- Japanese film poster
- Directed by: Kaneto Shindō
- Written by: Kaneto Shindō
- Produced by: Masaya Endo; Setsuo Noto; Michiyoshi Takashima;
- Starring: Keiju Kobayashi; Nobuko Otowa; Ichirō Zaitsu;
- Cinematography: Yoshiyuki Miyake
- Edited by: Mitsuo Kondō
- Music by: Hikaru Hayashi
- Production company: Kindai Eiga Kyokai
- Release date: 15 November 1986 (Japan);
- Running time: 105 minutes
- Country: Japan
- Language: Japanese

= Tree Without Leaves =

1986 Japanese film

Tree Without Leaves (落葉樹, Rakuyōju) is a 1986 Japanese autobiographical drama film written and directed by Kaneto Shindō.

==Plot==
Haru, an aged scriptwriter living alone in a house in the mountains, reminiscences his childhood in Hiroshima Prefecture.

The youngest child of four, Haru grows up as the son of a wealthy landowner. His passive father serves as a guarantor of someone else's debts, and slowly loses the family's fortune. Haru's older brother confronts the father for his inactivity, even threatening him with a knife during a violent dispute. Unable to change the father's mind, the brother leaves the house and joins the police force.

The old Haru is paid a visit by a woman who delivers food to his remote residence. She discovers his draft for a novel, asking if he stopped writing screenplays. Haru replies that he is too old and, being the last surviving member of the family, wants to keep his mother's memory alive.
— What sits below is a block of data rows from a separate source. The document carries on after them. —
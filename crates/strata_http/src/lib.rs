pub mod client;
pub mod error;
pub mod pagination;
pub mod retry;
pub mod transport;

pub use client::{ApiClient, Authorizer, BearerToken, NoAuth, SswsToken};
pub use error::{HttpError, Result};
pub use pagination::{Pages, next_link};
pub use retry::{Clock, RetryPolicy, TokioClock};
pub use transport::{ApiRequest, ApiResponse, ReqwestTransport, RequestBody, Transport};

pub use reqwest::{Method, StatusCode, header};
use crate::args::PamArgs;

use chrono::Utc;
use clap::Subcommand;
use std::path::PathBuf;
use std::process::ExitCode;
use strata_pam::{PamClient, PamImporter};

#[derive(Subcommand)]
pub enum PamCommand {
    /// Generate Terraform and import commands for existing team resources
    Import {
        #[command(flatten)]
        pam: PamArgs,

        /// Directory for the generated files
        #[arg(short, long, default_value = ".")]
        output: PathBuf,

        /// Print the generated files instead of writing them
        #[arg(long)]
        dry_run: bool,
    },
}

pub async fn run(command: PamCommand) -> anyhow::Result<ExitCode> {
    let PamCommand::Import { pam, output, dry_run } = command;

    let config = pam.config()?;
    let importer = PamImporter::new(PamClient::new(&config)?);
    println!("🔍 Importing resources from team {}...", config.team);

    let report = importer.import_all(&output, dry_run, Utc::now()).await?;
    let summary = &report.summary;

    if dry_run {
        println!("\n[DRY RUN] Terraform:\n");
        println!("{}", report.artifacts.terraform);
        println!("\n[DRY RUN] Import commands:\n");
        for command in &report.artifacts.commands {
            println!("{command}");
        }
    }

    println!("\nSummary:");
    println!("  Resource groups:  {}", summary.resource_groups);
    println!("  Projects:         {}", summary.projects);
    println!("  Groups:           {}", summary.groups);
    println!("  Gateway tokens:   {}", summary.gateway_tokens);
    println!("  Secret folders:   {}", summary.secret_folders);
    println!("  Security policies: {}", summary.security_policies);
    println!("  Import commands:  {}", summary.import_commands);

    match &report.written {
        Some(files) => {
            println!("\n✅ Files written:");
            println!("  {}", files.terraform.display());
            println!("  {}", files.script.display());
            println!("  {}", files.export.display());
        }
        None => println!("\n[DRY RUN] No files were written. Remove --dry-run to write them."),
    }
    Ok(ExitCode::SUCCESS)
}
The oldest sister of the young Haru accepts the marriage proposal of an émigré whom she does not love, on the condition that he pays 2,000 yen to help pay the family's debts. Still, neither her dowry nor the younger sister's leaving for the city can prevent the bankruptcy. After selling the estate, Haru and his parents move into the warehouse, while the main house is demolished to sell the usable parts.

Eventually, the mother dies. Back in the present, the old Haru hears his mother's voice, calling him for supper, a reminder of the opening scene.

==Cast==
- Keiju Kobayashi – Old Haru
- Nobuko Otowa – Mother
- Ichiro Zaitsu – Father
- Midori Sono – Older sister
- Shiori Wakaba (as Shiori Suwano) – Younger sister
- Shinsuke Kawamichi – Older brother
- Kazuki Yamanaka – Young Haru
- Taiji Tonoyama – Sakuzo
- Meiko Kaji – Woman who comes to the mountain
- Rokkō Toura – Bailiff

==Background==
Already in his 1984 film The Horizon (地平線), Shindō had chronicled the fate of his older sister, who married a Japanese-American émigré whom she followed to the U.S.

The house in the mountains where the old Harun lives was director Shindō's actual mountain retreat, and is the same building as in A Last Note.

==Reception==
Reviewer Ben Sachs of the Chicago Reader regarded Tree Without Leaves as a "clinically observant work about a terminally detached person", whose methods eventually "cumulate to powerful effect".